The adjacent ATP-binding protein-encoding genes of the Enterococcus faecalis phosphate-specific transport (pst) locus have non-overlapping cellular functions.

The widely conserved pst-phoU operon encodes a low-velocity, high-affinity, ATP-dependent importer for inorganic phosphate (Pi). The pstB gene encodes the ATPase that powers the import of Pi into the cell. In some Firmicutes, including the gastrointestinal commensal and opportunistic pathogen Enterococcus faecalis, the pst-phoU locus contains adjacent pstB genes. In this work, we compared the functionality of E. faecalis pstB1 and pstB2. E. faecalis pstB1 and pstB2 share sequence similarities with verified PstB ATPases from Escherichia coli and Streptococcus pneumoniae and only share ~60% amino acid identity with each other. Deletion of pstB1 was associated with a growth defect in low Pi-containing chemically defined medium (CDM), reduced Pi uptake, and a moderate increase in alkaline phosphatase (AP) activity. Deletion of pstB2 fully inhibited growth in CDM regardless of inorganic phosphorus source but did not hinder growth in rich, undefined medium. The ΔpstB2 mutant also exhibited a significant increase in AP activity that was associated with extracellular Pi accumulation. Overexpression of pstB2 in the pstB1 mutant was sufficient to restore growth in low-Pi CDM, Pi uptake, and AP activity, but this was not recapitulated with overexpression of pstB1 in the ΔpstB2 mutant. Deletion of either pstB paralog increased expression of the tandem paralog, and overexpression of pstB2 in ΔpstB2 reduced pstB1 expression. These results suggest that the E. faecalis pstB2-encoded ATPase is required for Pi import, while the pstB1-encoded ATPase has an accessory role in Pi import that can be duplicated by the presence of excess PstB2.

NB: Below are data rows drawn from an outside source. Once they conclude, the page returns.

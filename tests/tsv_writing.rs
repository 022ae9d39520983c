mod common;

use std::collections::HashMap;

use biotsv::prelude::*;
use common::{
    read_text,
    temp_output,
};
use rstest::rstest;

fn sample_record() -> TsvRecord {
    [
        ("CHR", Value::from("chr1")),
        ("START", Value::from(100)),
        ("SCORE", Value::from(2.5)),
    ]
    .into_iter()
    .collect()
}

#[rstest]
#[case::tab("\t", ".txt")]
#[case::comma(",", ".csv")]
#[case::gzipped("\t", ".txt.gz")]
fn written_record_reads_back_equal(
    #[case] delimit: &str,
    #[case] suffix: &str,
) -> anyhow::Result<()> {
    let schema = vec![
        Column::new("CHR"),
        Column::typed("START", Converter::int()),
        Column::typed("SCORE", Converter::float()),
    ];
    let record = sample_record();
    let output = temp_output(suffix)?;

    let mut writer = TsvWriter::open(
        output.path(),
        &WriterOptions::default()
            .with_delimit(delimit)
            .with_cnames(schema.clone()),
    )?;
    writer.write(&record)?;
    writer.close()?;

    let mut reader = TsvReader::open(
        output.path(),
        &ReaderOptions::default()
            .with_delimit(delimit)
            .with_cnames(schema),
    )?;
    let read_back = reader
        .next_record()?
        .expect("one record");
    assert_eq!(read_back, record);
    Ok(())
}

#[test]
fn fields_follow_schema_order() -> anyhow::Result<()> {
    let output = temp_output(".txt")?;
    let mut writer = TsvWriter::open(
        output.path(),
        &WriterOptions::default().with_cnames(["SCORE", "CHR"]),
    )?;
    writer.write(&sample_record())?;
    writer.close()?;

    assert_eq!(read_text(output.path())?, "2.5\tchr1\n");
    Ok(())
}

#[test]
fn plain_maps_are_writable() -> anyhow::Result<()> {
    let output = temp_output(".txt")?;
    let mut writer = TsvWriter::open(
        output.path(),
        &WriterOptions::default().with_cnames(["GENE", "COUNT"]),
    )?;
    let mut row = HashMap::new();
    row.insert("GENE".to_string(), "TP53".to_string());
    row.insert("COUNT".to_string(), "4".to_string());
    writer.write(&row)?;
    writer.close()?;

    assert_eq!(read_text(output.path())?, "TP53\t4\n");
    Ok(())
}

#[test]
fn missing_field_is_reported() -> anyhow::Result<()> {
    let output = temp_output(".txt")?;
    let mut writer = TsvWriter::open(
        output.path(),
        &WriterOptions::default().with_cnames(["CHR", "END"]),
    )?;
    let err = writer
        .write(&sample_record())
        .unwrap_err();
    assert_eq!(
        err.downcast_ref::<TsvError>(),
        Some(&TsvError::MissingField("END".to_string()))
    );
    Ok(())
}

#[test]
fn bed_writer_has_fixed_schema() -> anyhow::Result<()> {
    let output = temp_output(".bed")?;
    let mut writer = TsvWriter::open(output.path(), &WriterOptions::default().with_ftype("bed"))?;
    let record: TsvRecord = [
        ("CHR", Value::from("chr1")),
        ("START", Value::from(1)),
        ("END", Value::from(9)),
        ("NAME", Value::from("BED1")),
        ("SCORE", Value::from(0.0)),
        ("STRAND", Value::from("+")),
    ]
    .into_iter()
    .collect();
    writer.write(&record)?;
    writer.close()?;

    assert_eq!(read_text(output.path())?, "chr1\t1\t9\tBED1\t0.0\t+\n");
    Ok(())
}

#[rstest]
#[case::defaults(HeadOptions::default(), "CHR\tSTART\n")]
#[case::prefixed(HeadOptions::default().with_prefix("#"), "#CHR\tSTART\n")]
#[case::own_delimiter(HeadOptions::default().with_delimit(","), "CHR,START\n")]
#[case::renamed(
    HeadOptions::default().with_transform(HeadTransform::rename([("CHR", "chrom")])),
    "chrom\tSTART\n"
)]
#[case::per_key(
    HeadOptions::default().with_transform(HeadTransform::per_key([("START", |k: &str| k.to_lowercase())])),
    "CHR\tstart\n"
)]
#[case::bulk(
    HeadOptions::default()
        .with_prefix("#")
        .with_transform(HeadTransform::bulk(|keys| keys.into_iter().rev().collect())),
    "#START\tCHR\n"
)]
fn header_line(
    #[case] head: HeadOptions,
    #[case] expected: &str,
) -> anyhow::Result<()> {
    let output = temp_output(".txt")?;
    let mut writer = TsvWriter::open(
        output.path(),
        &WriterOptions::default().with_cnames(["CHR", "START"]),
    )?;
    writer.write_head(&head)?;
    writer.close()?;

    assert_eq!(read_text(output.path())?, expected);
    Ok(())
}

#[test]
fn nometa_writer_is_positional() -> anyhow::Result<()> {
    let output = temp_output(".txt")?;
    let mut writer = TsvWriter::open(
        output.path(),
        &WriterOptions::default().with_ftype("nometa"),
    )?;
    writer.write_head_with(["x", "y"], &HeadOptions::default())?;
    writer.write_row(&Row::Raw(vec!["1".into(), "2".into()]))?;
    writer.write_row(&Row::Record(sample_record()))?;
    writer.close()?;

    assert_eq!(read_text(output.path())?, "x\ty\n1\t2\nchr1\t100\t2.5\n");
    Ok(())
}

#[rstest]
#[case::unknown("xyz")]
#[case::reader_only("bed12")]
#[case::header_reader("head")]
fn unsupported_writer_is_rejected_before_io(#[case] tag: &str) {
    let path = std::env::temp_dir()
        .join("biotsv-never-created")
        .join("out.txt");
    let err = TsvWriter::open(&path, &WriterOptions::default().with_ftype(tag))
        .err()
        .expect("unsupported format must fail");
    assert!(matches!(
        err.downcast_ref::<TsvError>(),
        Some(TsvError::NoSuchWriter(_))
    ));
    assert!(!path.exists());
}

#[test]
fn compression_level_is_validated() {
    let options = WriterOptions::default().with_compression(Compression::Gz, 12);
    let err = TsvWriter::from_writer(Vec::new(), &options)
        .err()
        .expect("level 12 must fail");
    assert!(matches!(
        err.downcast_ref::<TsvError>(),
        Some(TsvError::InvalidOption(_))
    ));
}

#[test]
fn close_is_idempotent() -> anyhow::Result<()> {
    let output = temp_output(".txt.gz")?;
    let mut writer = TsvWriter::open(output.path(), &WriterOptions::default().with_cnames(["A"]))?;
    writer.write_fields(["1"])?;
    writer.close()?;
    writer.close()?;
    assert!(writer.is_closed());
    assert!(writer.write_fields(["2"]).is_err());
    assert_eq!(read_text(output.path())?, "1\n");
    Ok(())
}

#[test]
fn dropped_writer_flushes() -> anyhow::Result<()> {
    let output = temp_output(".txt")?;
    {
        let mut writer = TsvWriter::open(output.path(), &WriterOptions::default())?;
        writer.write_fields([1, 2, 3])?;
    }
    assert_eq!(read_text(output.path())?, "1\t2\t3\n");
    Ok(())
}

Importance: Phosphate is critical for all microbial life. In many bacteria, inorganic phosphate (Pi) is imported by the high-affinity, low-velocity Pst-PhoU system. The pstB gene encodes the ATPase that powers Pi import. The pst-phoU operon in many Firmicutes, including the human commensal and opportunistic pathogen Enterococcus faecalis, contains adjacent pstB genes, pstB1 and pstB2. No studies on the relative biological contributions of tandem pstB paralogs in any microbe have been published. This genetic study indicates that E. faecalis pstB1 and pstB2 do not have equivalent functions. The pstB2 gene encodes an ATPase that is required for Pi import, while the ATPase encoded by pstB1 has an accessory role in Pi import that can be duplicated by the presence of excess PstB2.